▶ [Description of the task]
Among the records that follow, find the line with "deadlines or an" and the line with "let reports: Vec<SearchReport>". Set down those lines and all lines between them exactly, without adding anything.

- Opening Delimiter -

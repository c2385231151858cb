//! C9: lazy-SMP worker pool. Workers share the transposition table and the
//! read-only NNUE weights but keep independent history tables, accumulator
//! stacks, and a private `Position` clone; grounded on the teacher's
//! multi-threaded search wiring (`SearchConfig`/`SearchInfoCallback`) but
//! generalized from the teacher's single-search-call structure to the
//! spec's always-on thread pool with atomic stop and best-worker voting.

use std::sync::atomic::{AtomicBool, AtomicU64, Ordering};
use std::sync::Arc;

use crate::config::EngineConfig;
use crate::history::Histories;
use crate::nnue::NnueNetwork;
use crate::position::Position;
use crate::search::{self, RootMove, SearchReport};
use crate::tablebase::{NullOracle, TablebaseOracle};
use crate::timeman::{TimeControl, TimeManager};
use crate::tt::TranspositionTable;

pub struct SharedContext {
    pub tt: Arc<TranspositionTable>,
    pub nnue: Arc<NnueNetwork>,
    pub tablebase: Arc<dyn TablebaseOracle>,
    pub stop: Arc<AtomicBool>,
    pub global_nodes: Arc<AtomicU64>,
}

impl SharedContext {
    #[must_use]
    pub fn new(tt: Arc<TranspositionTable>, nnue: Arc<NnueNetwork>) -> Self {
        SharedContext {
            tt,
            nnue,
            tablebase: Arc::new(NullOracle),
            stop: Arc::new(AtomicBool::new(false)),
            global_nodes: Arc::new(AtomicU64::new(0)),
        }
    }
}

pub struct SearchOutcome {
    pub best_move: crate::types::Move,
    pub ponder_move: Option<crate::types::Move>,
    pub total_nodes: u64,
    pub depth_completed: i32,
    pub seldepth: i32,
    pub score: i32,
    pub pv: Vec<crate::types::Move>,
}

pub struct ThreadPool {
    num_threads: usize,
    shared: Arc<SharedContext>,
}

impl ThreadPool {
    #[must_use]
    pub fn new(shared: Arc<SharedContext>, num_threads: usize) -> Self {
        ThreadPool { num_threads: num_threads.max(1), shared }
    }

    pub fn set_threads(&mut self, num_threads: usize) {
        self.num_threads = num_threads.max(1);
    }

    pub fn stop(&self) {
        self.shared.stop.store(true, Ordering::Release);
    }

    /// Runs `num_threads` lazy-SMP workers to completion (driven by
    /// `limits`/`config`'s deadlines or an explicit `stop()` call from
    /// another thread handling `stop`/`ponderhit`), then votes on a best
    /// move across workers.
    pub fn search(&self, pos: &Position, config: &EngineConfig, control: TimeControl) -> SearchOutcome {
        self.shared.stop.store(false, Ordering::Release);
        self.shared.global_nodes.store(0, Ordering::Relaxed);
        self.shared.tt.new_search();

        let time_manager = Arc::new(TimeManager::new(control, config));

        let reports: Vec<SearchReport> = std::thread::scope(|scope| {
            let mut handles = Vec::with_capacity(self.num_threads);
            for worker_id in 0..self.num_threads {
                let shared = Arc::clone(&self.shared);
                let time_manager = Arc::clone(&time_manager);
                let mut worker_pos = pos.clone();
                let is_main = worker_id == 0;
                handles.push(scope.spawn(move || {
                    let mut histories = Histories::new();
                    search::run_iterative_deepening(
                        &mut worker_pos,
                        &mut histories,
                        &shared,
                        &time_manager,
                        is_main,
                    )
                }));
            }
            handles.into_iter().map(|h| h.join().expect("worker thread panicked")).collect()
        });

        let total_nodes = self.shared.global_nodes.load(Ordering::Relaxed);
        let best_report = best_report(&reports);
        let winner = vote_best(&reports);
        SearchOutcome {
            best_move: winner.best_move,
            ponder_move: winner.ponder_move,
            total_nodes,
            depth_completed: best_report.depth_completed,
            seldepth: best_report.seldepth,
            score: best_report.score,
            pv: best_report.pv.clone(),
        }
    }
}

/// The report reached at the greatest depth (ties broken by score), used for
/// the `info`/depth/seldepth/pv fields regardless of which worker's root
/// move wins the majority vote.
fn best_report(reports: &[SearchReport]) -> &SearchReport {
    reports
        .iter()
        .max_by(|a, b| {
            a.depth_completed
                .cmp(&b.depth_completed)
                .then(a.score.cmp(&b.score))
        })
        .expect("at least one worker always runs")
}

/// Lazy-SMP voting: prefer the result reached at the greatest depth; break
/// ties by how many workers agree on the root move, then by score.
fn vote_best(reports: &[SearchReport]) -> RootMove {
    let mut best: Option<&SearchReport> = None;
    for report in reports {
        best = match best {
            None => Some(report),
            Some(current) => {
                if report.depth_completed > current.depth_completed
                    || (report.depth_completed == current.depth_completed && report.score > current.score)
                {
                    Some(report)
                } else {
                    Some(current)
                }
            }
        };
    }
    let winner = best.expect("at least one worker always runs");

    let mut vote_counts: std::collections::HashMap<crate::types::Move, u32> = std::collections::HashMap::new();
    for report in reports {
        *vote_counts.entry(report.best_move).or_insert(0) += 1;
    }
    let most_voted = vote_counts
        .iter()
        .max_by_key(|(_, count)| **count)
        .map(|(mv, _)| *mv)
        .unwrap_or(winner.best_move);

    RootMove {
        best_move: if vote_counts.get(&most_voted).copied().unwrap_or(0) > reports.len() as u32 / 2 {
            most_voted
        } else {
            winner.best_move
        },
        ponder_move: winner.ponder_move,
    }
}

#[cfg(test)]
mod tests {
    use super::*;

    #[test]
    fn pool_runs_a_shallow_search_from_startpos() {
        crate::attacks::init();
        crate::zobrist::init();
        let tt = Arc::new(TranspositionTable::new(1));
        let net = Arc::new(crate::nnue::NnueNetwork::from_bytes(&vec![0u8; synthetic_len()]).unwrap());
        let shared = Arc::new(SharedContext::new(tt, net));
        let pool = ThreadPool::new(shared, 1);
        let pos = Position::startpos();
        let config = EngineConfig::default();
        let outcome = pool.search(&pos, &config, TimeControl::Depth(2));
        assert!(!outcome.best_move.is_null());
    }

    fn synthetic_len() -> usize {
        use crate::nnue::network::*;
        INPUT_SIZE * FT_SIZE * 2
            + FT_SIZE * 2
            + OUTPUT_BUCKETS * L1_SIZE * FT_SIZE
            + OUTPUT_BUCKETS * L1_SIZE * 4
            + OUTPUT_BUCKETS * L2_SIZE * L1_SIZE * 4
            + OUTPUT_BUCKETS * L2_SIZE * 4
            + OUTPUT_BUCKETS * L2_SIZE * 4
            + OUTPUT_BUCKETS * 4
    }
}
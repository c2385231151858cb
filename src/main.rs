//! Entry point: install logging, then hand off to the UCI loop.

fn main() {
    ventoux::config::EngineConfig::default().init_logging();
    ventoux::uci::run();
}
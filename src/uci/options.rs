//! Standard UCI options. Grounded on the teacher's `uci::options::UciOptions`
//! (`print`/`apply_setoption`/`parse_setoption` split), trimmed to this
//! spec's option set (`Hash`, `Threads`, `MultiPV`, `MoveOverhead`,
//! `SyzygyPath`, `EvalFile`) and re-targeted at `Engine`'s setters instead of
//! the teacher's `SearchState`/`SearchParams` fields.

use crate::engine::Engine;

fn print_spin(name: &str, default: i64, min: i64, max: i64) {
    println!("option name {name} type spin default {default} min {min} max {max}");
}

fn print_string(name: &str, default: &str) {
    println!("option name {name} type string default {default}");
}

/// Prints every `option name ...` line, then `uciok`, the way the teacher's
/// `UciOptions::print` does before the id/author banner's closing line.
pub fn print_options() {
    println!("id name ventoux");
    println!("id author the ventoux contributors");
    print_spin("Hash", 16, 1, 1_048_576);
    print_spin("Threads", 1, 1, 512);
    print_spin("MultiPV", 1, 1, 256);
    print_spin("MoveOverhead", 10, 0, 5000);
    print_string("SyzygyPath", "<empty>");
    print_string("EvalFile", "<empty>");
    println!("uciok");
}

/// Splits a `setoption name <N> value <V>` command's tail into `(name,
/// value)`, the way the teacher's `parse_setoption` does.
#[must_use]
pub fn parse_setoption(parts: &[String]) -> Option<(String, Option<String>)> {
    let name_idx = parts.iter().position(|p| p == "name")?;
    let value_idx = parts.iter().position(|p| p == "value");
    let name_end = value_idx.unwrap_or(parts.len());
    if name_end <= name_idx + 1 {
        return None;
    }
    let name = parts[name_idx + 1..name_end].join(" ");
    let value = value_idx.map(|vi| parts[vi + 1..].join(" "));
    Some((name, value))
}

/// Applies a parsed `(name, value)` pair to the engine. Unknown option names
/// and malformed values are logged and otherwise ignored, matching the
/// teacher's "setoption never aborts the session" behavior.
pub fn apply_setoption(engine: &mut Engine, name: &str, value: Option<&str>) {
    match name.to_lowercase().as_str() {
        "hash" => {
            if let Some(mb) = value.and_then(|v| v.parse::<usize>().ok()) {
                engine.set_hash_mb(mb);
            }
        }
        "threads" => {
            if let Some(n) = value.and_then(|v| v.parse::<usize>().ok()) {
                engine.set_threads(n);
            }
        }
        "multipv" => {
            if let Some(n) = value.and_then(|v| v.parse::<usize>().ok()) {
                engine.set_multi_pv(n);
            }
        }
        "moveoverhead" => {
            if let Some(ms) = value.and_then(|v| v.parse::<u64>().ok()) {
                engine.set_move_overhead_ms(ms);
            }
        }
        "syzygypath" => {
            if let Some(path) = value {
                engine.set_syzygy_path(std::path::PathBuf::from(path));
            }
        }
        "evalfile" => {
            if let Some(path) = value {
                if let Err(err) = engine.set_eval_file(std::path::PathBuf::from(path)) {
                    log::warn!("setoption EvalFile failed: {err}");
                }
            }
        }
        other => log::debug!("ignoring unknown option '{other}'"),
    }
}

#[cfg(test)]
mod tests {
    use super::*;

    #[test]
    fn parses_name_and_value() {
        let parts: Vec<String> = "setoption name Hash value 64".split_whitespace().map(String::from).collect();
        let (name, value) = parse_setoption(&parts).unwrap();
        assert_eq!(name, "Hash");
        assert_eq!(value.as_deref(), Some("64"));
    }

    #[test]
    fn parses_name_with_no_value() {
        let parts: Vec<String> = "setoption name Ponder".split_whitespace().map(String::from).collect();
        let (name, value) = parse_setoption(&parts).unwrap();
        assert_eq!(name, "Ponder");
        assert!(value.is_none());
    }
}
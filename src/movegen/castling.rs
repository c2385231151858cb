use crate::position::Position;
use crate::types::{Move, MoveKind, MoveList, MoveListExt, Square};

pub fn generate(pos: &Position, list: &mut MoveList) {
    let us = pos.side_to_move();
    let home_rank = if us == crate::types::Color::White { 0 } else { 7 };
    let king_from = Square::from_file_rank(4, home_rank);

    let king_side = Move::new(king_from, Square::from_file_rank(6, home_rank), MoveKind::Castling);
    if pos.is_pseudo_legal(king_side) {
        list.push_move(king_side);
    }

    let queen_side = Move::new(king_from, Square::from_file_rank(2, home_rank), MoveKind::Castling);
    if pos.is_pseudo_legal(queen_side) {
        list.push_move(queen_side);
    }
}
//! Time manager. Grounded on the teacher's `engine::time::{TimeConfig,
//! TimeControl}`, trimmed to UCI-only time controls (the XBoard
//! `from_xboard_st`/`from_xboard_time` constructors aren't needed here) and
//! extended with the soft/hard deadline split the search loop polls.

use std::time::{Duration, Instant};

use crate::config::EngineConfig;

#[derive(Debug, Clone, Copy)]
pub enum TimeControl {
    Infinite,
    Depth(u32),
    Nodes(u64),
    MoveTime { time_ms: u64 },
    Incremental { time_left_ms: u64, inc_ms: u64, movestogo: Option<u32> },
}

impl TimeControl {
    #[must_use]
    pub fn is_unlimited(&self) -> bool {
        matches!(self, TimeControl::Infinite)
    }

    /// Returns `(soft_deadline, hard_deadline)` relative to `start`. The
    /// soft deadline is what iterative deepening checks between
    /// iterations; the hard deadline is what the search checks every few
    /// thousand nodes and must never exceed.
    #[must_use]
    pub fn compute_limits(&self, start: Instant, config: &EngineConfig) -> (Option<Instant>, Option<Instant>) {
        let overhead = Duration::from_millis(config.move_overhead_ms);
        match *self {
            TimeControl::Infinite | TimeControl::Depth(_) | TimeControl::Nodes(_) => (None, None),
            TimeControl::MoveTime { time_ms } => {
                let budget = Duration::from_millis(time_ms).saturating_sub(overhead);
                (Some(start + budget), Some(start + budget))
            }
            TimeControl::Incremental { time_left_ms, inc_ms, movestogo } => {
                let moves = movestogo.unwrap_or(30).max(1) as u64;
                let base = time_left_ms / moves + inc_ms.saturating_sub(config.move_overhead_ms / 2);
                let soft = base;
                let hard = (base * 3).min(time_left_ms.saturating_sub(config.move_overhead_ms));
                (
                    Some(start + Duration::from_millis(soft)),
                    Some(start + Duration::from_millis(hard.max(1))),
                )
            }
        }
    }
}

pub struct TimeManager {
    start: Instant,
    soft_deadline: Option<Instant>,
    hard_deadline: Option<Instant>,
    control: TimeControl,
}

impl TimeManager {
    #[must_use]
    pub fn new(control: TimeControl, config: &EngineConfig) -> Self {
        let start = Instant::now();
        let (soft_deadline, hard_deadline) = control.compute_limits(start, config);
        TimeManager { start, soft_deadline, hard_deadline, control }
    }

    #[must_use]
    pub fn elapsed(&self) -> Duration {
        self.start.elapsed()
    }

    #[must_use]
    pub fn should_stop_depth_loop(&self) -> bool {
        self.soft_deadline.is_some_and(|d| Instant::now() >= d)
    }

    #[must_use]
    pub fn should_stop_hard(&self) -> bool {
        self.hard_deadline.is_some_and(|d| Instant::now() >= d)
    }

    #[must_use]
    pub fn control(&self) -> TimeControl {
        self.control
    }
}

#[cfg(test)]
mod tests {
    use super::*;

    #[test]
    fn infinite_control_never_reports_stop() {
        let config = EngineConfig::default();
        let tm = TimeManager::new(TimeControl::Infinite, &config);
        assert!(!tm.should_stop_depth_loop());
        assert!(!tm.should_stop_hard());
    }

    #[test]
    fn movetime_hard_equals_soft() {
        let config = EngineConfig::default();
        let tm = TimeManager::new(TimeControl::MoveTime { time_ms: 1000 }, &config);
        assert_eq!(tm.soft_deadline, tm.hard_deadline);
    }
}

- Closing Delimiter -

▶ [Result of the task]
    /// `limits`/`config`'s deadlines or an explicit `stop()` call from
    /// another thread handling `stop`/`ponderhit`), then votes on a best
    /// move across workers.
    pub fn search(&self, pos: &Position, config: &EngineConfig, control: TimeControl) -> SearchOutcome {
        self.shared.stop.store(false, Ordering::Release);
        self.shared.global_nodes.store(0, Ordering::Relaxed);
        self.shared.tt.new_search();

        let time_manager = Arc::new(TimeManager::new(control, config));

        let reports: Vec<SearchReport> = std::thread::scope(|scope| {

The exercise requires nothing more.